分かってる。お母さんのこと大好きだから、はらわたが煮え繰り返るようになっても
絶対に怒ったりしちゃ駄目。
今度からはお母さんにゆう君を合わせないようにしよう。それが一番、良いから。

昨日はね、自分がこんな嫉妬深いなんて思わなかったけど、よく考えてみたらこれって
素敵なことなんじゃないのかな?
だってそれだけゆう君のことを愛してるってことなんだもん。
おはようゆう君。今日から私、ゆう君のために頑張るね。
「おはよ〜ゆうき〜」
ほら、来た。
こういうのは、放っておくといつまでも付きまとうタイプだから私が対処するね。
私はゆう君の後ろに立って、背中を叩かせないようにした。
「初めまして。
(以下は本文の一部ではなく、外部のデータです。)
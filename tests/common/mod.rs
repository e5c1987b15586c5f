//! Local servers for the conformance tests.
//!
//! [`Behavior::Conforming`] answers range requests the way RFC 7233 asks for,
//! the other behaviors break one rule each.

use std::ops::Bound;
use std::sync::{Arc, Mutex};
use std::time::Duration;

use axum::body::Body;
use axum::extract::State;
use axum::http::{header, HeaderMap, HeaderValue, Method, StatusCode};
use axum::response::{IntoResponse, Response};
use axum::routing::get;
use axum::Router;
use axum_extra::headers::{HeaderMapExt, Range};
use bytes::{Bytes, BytesMut};
use rangetest::{ReferenceDataset, Url};
use tokio::task::JoinHandle;

const BOUNDARY: &str = "RANGE_BOUNDARY-3d6b6a416f9b5";

// small chunks so part boundaries land in the middle of reads
const CHUNK_LEN: usize = 7;

#[derive(Debug, Clone, Copy, PartialEq, Eq)]
pub enum Behavior {
    Conforming,
    /// Always answers 200 with the whole payload.
    IgnoreRanges,
    /// Sends multipart parts last to first.
    ReversedParts,
    /// Sends only the first part of a multipart answer.
    FirstPartOnly,
    /// Never answers within any reasonable deadline.
    Stall,
    /// Sends multipart headers and the first chunk of the body, then stalls.
    StallMidBody,
}

#[derive(Debug, Clone, PartialEq, Eq)]
pub struct SeenRequest {
    pub method: Method,
    pub range: Option<String>,
    pub user_agent: Option<String>,
}

#[derive(Clone)]
struct Served {
    data: Bytes,
    media_type: String,
    behavior: Behavior,
    seen: Arc<Mutex<Vec<SeenRequest>>>,
}

pub struct TestServer {
    pub url: Url,
    seen: Arc<Mutex<Vec<SeenRequest>>>,
    handle: JoinHandle<()>,
}

impl TestServer {
    pub async fn spawn(behavior: Behavior) -> TestServer {
        let dataset = ReferenceDataset::embedded().unwrap();
        let seen = Arc::new(Mutex::new(Vec::new()));
        let state = Served {
            data: dataset.bytes().clone(),
            media_type: dataset.media_type().to_string(),
            behavior,
            seen: seen.clone(),
        };

        let app = Router::new().route("/data.txt", get(serve)).with_state(state);
        let listener = tokio::net::TcpListener::bind("127.0.0.1:0").await.unwrap();
        let addr = listener.local_addr().unwrap();
        let handle = tokio::spawn(async move {
            axum::serve(listener, app).await.unwrap();
        });

        let url = Url::parse(&format!("http://{}/data.txt", addr)).unwrap();
        TestServer { url, seen, handle }
    }

    pub fn requests(&self) -> Vec<SeenRequest> {
        self.seen.lock().unwrap().clone()
    }
}

impl Drop for TestServer {
    fn drop(&mut self) {
        self.handle.abort();
    }
}

async fn serve(State(state): State<Served>, method: Method, headers: HeaderMap) -> Response {
    let text = |name: header::HeaderName| headers.get(name).and_then(|v: &HeaderValue| v.to_str().ok()).map(str::to_string);
    state.seen.lock().unwrap().push(SeenRequest {
        method,
        range: text(header::RANGE),
        user_agent: text(header::USER_AGENT),
    });

    if state.behavior == Behavior::Stall {
        tokio::time::sleep(Duration::from_secs(30)).await;
    }

    // an unknown unit fails to decode and is treated like no header at all
    let range = match headers.typed_try_get::<Range>() {
        Ok(Some(range)) if state.behavior != Behavior::IgnoreRanges => range,
        _ => return full(&state),
    };

    let len = state.data.len() as u64;
    let mut spans: Vec<(u64, u64)> = range
        .satisfiable_ranges(len)
        .filter_map(|bounds| resolve(bounds, len))
        .collect();

    match spans.len() {
        0 => {
            let headers = [(header::CONTENT_RANGE, format!("bytes */{}", len))];
            (StatusCode::RANGE_NOT_SATISFIABLE, headers).into_response()
        }
        1 => single(&state, spans[0]),
        _ => {
            match state.behavior {
                Behavior::ReversedParts => spans.reverse(),
                Behavior::FirstPartOnly => spans.truncate(1),
                _ => {}
            }
            multiple(&state, &spans)
        }
    }
}

/// Inclusive start and end, or `None` when the range lies past the end.
fn resolve((start, end): (Bound<u64>, Bound<u64>), len: u64) -> Option<(u64, u64)> {
    let start = match start {
        Bound::Included(start) => start,
        Bound::Excluded(start) => start + 1,
        Bound::Unbounded => 0,
    };
    let end = match end {
        Bound::Included(end) => end.min(len - 1),
        Bound::Excluded(end) => end.saturating_sub(1).min(len - 1),
        Bound::Unbounded => len - 1,
    };
    if start >= len || start > end {
        return None;
    }
    Some((start, end))
}

fn full(state: &Served) -> Response {
    let headers = [
        (header::ACCEPT_RANGES, "bytes".to_string()),
        (header::CONTENT_TYPE, state.media_type.clone()),
        (header::CONTENT_LENGTH, state.data.len().to_string()),
    ];
    (StatusCode::OK, headers, state.data.clone()).into_response()
}

fn single(state: &Served, (start, end): (u64, u64)) -> Response {
    let body = state.data.slice(start as usize..=end as usize);
    let headers = [
        (header::ACCEPT_RANGES, "bytes".to_string()),
        (header::CONTENT_TYPE, state.media_type.clone()),
        (header::CONTENT_RANGE, format!("bytes {}-{}/{}", start, end, state.data.len())),
        (header::CONTENT_LENGTH, body.len().to_string()),
    ];
    (StatusCode::PARTIAL_CONTENT, headers, body).into_response()
}

fn multiple(state: &Served, spans: &[(u64, u64)]) -> Response {
    let mut wire = BytesMut::new();
    for (i, (start, end)) in spans.iter().enumerate() {
        if i > 0 {
            wire.extend_from_slice(b"\r\n");
        }
        wire.extend_from_slice(format!("--{}\r\n", BOUNDARY).as_bytes());
        wire.extend_from_slice(
            format!(
                "Content-Type: {}\r\nContent-Range: bytes {}-{}/{}\r\n\r\n",
                state.media_type,
                start,
                end,
                state.data.len()
            )
            .as_bytes(),
        );
        wire.extend_from_slice(&state.data[*start as usize..=*end as usize]);
    }
    wire.extend_from_slice(format!("\r\n--{}--\r\n", BOUNDARY).as_bytes());
    let wire = wire.freeze();

    let stall = state.behavior == Behavior::StallMidBody;
    let body = async_stream::stream! {
        for chunk in wire.chunks(CHUNK_LEN) {
            yield Ok::<_, std::io::Error>(Bytes::copy_from_slice(chunk));
            if stall {
                tokio::time::sleep(Duration::from_secs(30)).await;
            }
        }
    };

    let headers = [
        (header::ACCEPT_RANGES, "bytes".to_string()),
        (header::CONTENT_TYPE, format!("multipart/byteranges; boundary={}", BOUNDARY)),
    ];
    (StatusCode::PARTIAL_CONTENT, headers, Body::from_stream(body)).into_response()
}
私、ゆう君の彼女の水谷って言います」
「えっ、ゆうきってこの子と付き合ってたの?」
・・・そういえばゆう君、私と付き合ってることみんなに内緒にしてたみたいだね。
「そういうわけだから、浅田さんだっけ?ゆう君に触らないで欲しいんだけど駄目かな?」
私はできるだけ穏やかな口調で言った。
本当は

「私のゆう君に触るな!!!!!メス豚!!!!!!!!!!!」

って言いたいんだけど、流石にそれは酷すぎるからね。
「うん、分かった。ごめんな、気付かなくて。ていうかゆうき、お前彼女ができたんならそう言えよ?」
「う、うん。ごめんね」

あの人、ゆう君に気があったわけじゃないんだ・・・ちょっと安心。
でもゆう君、自分の彼女でもない人に下の名前で呼ばせるの、良くないと思うよ。
私はゆう君の手を握った。
するとゆう君、
「つ、椿ちゃん、さすがにみんなのいる前で手を繋ぐのは恥ずかしいからやめてよ・・・」
って言ったの。
・・・なんで私と手を繋ぐのが嫌なのかな?
おかしいよね?昨日帰り道で手を握ってくれたのに、ベッドの上ではあんなに私のこと愛してくれるのに
手を握るのは嫌がるなんて。
だから私、ちょっとムカってきて
「いたっ!椿ちゃん!?」
強く握りすぎちゃった。
ごめんねゆう君。でもね、私と付き合ってるんだからもっとそれらしくしてよ。
そうすれば他の女子に声掛けられるのも少なくなるんだから。

嫉妬なんてね、ただの愛情表現の1つなの。
だから私、もっと嫉妬するね?
ゆう君に話し掛けてくる女には敵意を向けるね。
もちろん、他の女のことを気にするゆう君にも、お仕置きするね?
まさか、嫌がったりしないよね?
だって私は・・・ゆう君を愛してるから・・・何をしてもいいの。